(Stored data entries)
※ ※ ※

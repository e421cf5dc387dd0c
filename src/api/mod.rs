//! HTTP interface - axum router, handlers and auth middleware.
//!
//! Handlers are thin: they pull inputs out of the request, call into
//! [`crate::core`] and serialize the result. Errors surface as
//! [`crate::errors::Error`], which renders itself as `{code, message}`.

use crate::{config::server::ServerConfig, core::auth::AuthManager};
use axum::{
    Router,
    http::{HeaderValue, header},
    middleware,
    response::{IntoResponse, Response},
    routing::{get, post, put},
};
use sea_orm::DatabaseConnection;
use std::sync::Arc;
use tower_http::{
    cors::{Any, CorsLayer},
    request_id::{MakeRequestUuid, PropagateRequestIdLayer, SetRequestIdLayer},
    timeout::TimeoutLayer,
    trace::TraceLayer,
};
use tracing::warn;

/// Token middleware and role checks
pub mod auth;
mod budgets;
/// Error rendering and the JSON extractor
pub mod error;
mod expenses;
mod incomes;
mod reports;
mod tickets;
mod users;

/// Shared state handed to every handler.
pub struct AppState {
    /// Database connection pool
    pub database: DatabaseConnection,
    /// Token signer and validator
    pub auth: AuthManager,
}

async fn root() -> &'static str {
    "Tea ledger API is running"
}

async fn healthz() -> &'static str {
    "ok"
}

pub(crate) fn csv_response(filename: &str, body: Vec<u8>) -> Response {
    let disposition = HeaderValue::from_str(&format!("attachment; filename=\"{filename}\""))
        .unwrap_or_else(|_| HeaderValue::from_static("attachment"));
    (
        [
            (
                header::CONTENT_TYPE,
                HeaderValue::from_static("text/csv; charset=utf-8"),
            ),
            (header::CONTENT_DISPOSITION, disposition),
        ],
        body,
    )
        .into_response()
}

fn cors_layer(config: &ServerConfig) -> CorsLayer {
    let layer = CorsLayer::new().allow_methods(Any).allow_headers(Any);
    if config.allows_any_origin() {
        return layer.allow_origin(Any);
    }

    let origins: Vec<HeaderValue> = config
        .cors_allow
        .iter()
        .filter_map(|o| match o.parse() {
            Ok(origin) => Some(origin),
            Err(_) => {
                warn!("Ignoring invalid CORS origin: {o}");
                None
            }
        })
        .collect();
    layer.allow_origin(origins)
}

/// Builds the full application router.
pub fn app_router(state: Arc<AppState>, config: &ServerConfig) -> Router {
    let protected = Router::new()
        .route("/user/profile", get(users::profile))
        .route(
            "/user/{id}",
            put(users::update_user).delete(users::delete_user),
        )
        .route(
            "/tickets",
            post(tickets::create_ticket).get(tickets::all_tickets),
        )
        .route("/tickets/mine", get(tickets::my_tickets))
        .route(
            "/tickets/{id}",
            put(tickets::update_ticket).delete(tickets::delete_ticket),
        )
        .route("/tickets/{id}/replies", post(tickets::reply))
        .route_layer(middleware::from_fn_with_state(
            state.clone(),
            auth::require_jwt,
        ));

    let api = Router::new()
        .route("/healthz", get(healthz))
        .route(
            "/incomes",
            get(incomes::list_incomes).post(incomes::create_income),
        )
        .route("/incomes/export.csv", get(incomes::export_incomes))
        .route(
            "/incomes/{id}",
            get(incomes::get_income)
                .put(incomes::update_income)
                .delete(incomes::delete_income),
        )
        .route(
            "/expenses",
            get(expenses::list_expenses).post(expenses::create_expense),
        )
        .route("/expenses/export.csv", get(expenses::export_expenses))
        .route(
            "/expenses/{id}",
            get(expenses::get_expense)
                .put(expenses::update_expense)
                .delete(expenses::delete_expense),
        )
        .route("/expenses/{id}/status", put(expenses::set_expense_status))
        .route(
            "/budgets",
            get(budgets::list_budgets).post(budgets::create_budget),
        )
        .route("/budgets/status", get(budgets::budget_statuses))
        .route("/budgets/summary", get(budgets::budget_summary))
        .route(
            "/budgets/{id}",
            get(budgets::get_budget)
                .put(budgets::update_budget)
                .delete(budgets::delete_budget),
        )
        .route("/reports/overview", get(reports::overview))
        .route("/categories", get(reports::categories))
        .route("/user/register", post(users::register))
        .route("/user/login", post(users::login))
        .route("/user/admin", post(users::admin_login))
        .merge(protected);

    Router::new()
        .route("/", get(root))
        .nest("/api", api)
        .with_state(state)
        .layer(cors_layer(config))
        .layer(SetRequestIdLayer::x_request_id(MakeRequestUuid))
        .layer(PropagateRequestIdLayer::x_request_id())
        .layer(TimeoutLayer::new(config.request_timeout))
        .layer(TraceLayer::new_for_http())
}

※ ※ ※

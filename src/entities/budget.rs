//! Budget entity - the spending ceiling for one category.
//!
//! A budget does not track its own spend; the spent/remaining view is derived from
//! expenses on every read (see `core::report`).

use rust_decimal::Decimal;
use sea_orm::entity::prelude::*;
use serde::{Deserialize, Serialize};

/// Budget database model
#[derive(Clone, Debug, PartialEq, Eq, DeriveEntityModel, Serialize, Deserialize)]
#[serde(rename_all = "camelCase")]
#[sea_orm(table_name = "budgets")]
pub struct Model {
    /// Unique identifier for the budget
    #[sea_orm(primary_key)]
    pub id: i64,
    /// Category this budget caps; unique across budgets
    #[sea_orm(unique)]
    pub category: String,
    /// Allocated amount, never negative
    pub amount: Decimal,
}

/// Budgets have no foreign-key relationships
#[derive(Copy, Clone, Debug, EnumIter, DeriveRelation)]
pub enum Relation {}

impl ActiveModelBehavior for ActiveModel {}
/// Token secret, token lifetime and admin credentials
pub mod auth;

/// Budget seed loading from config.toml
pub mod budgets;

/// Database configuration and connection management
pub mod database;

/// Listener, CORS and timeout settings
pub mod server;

※ ※ ※

▸ **Required work**: Lines in the data that include the word "incomes" should all be copied.

▸ **Answer for this exercise**:
mod incomes;
            "/incomes",
            get(incomes::list_incomes).post(incomes::create_income),
        .route("/incomes/export.csv", get(incomes::export_incomes))
            "/incomes/{id}",
            get(incomes::get_income)
                .put(incomes::update_income)
                .delete(incomes::delete_income),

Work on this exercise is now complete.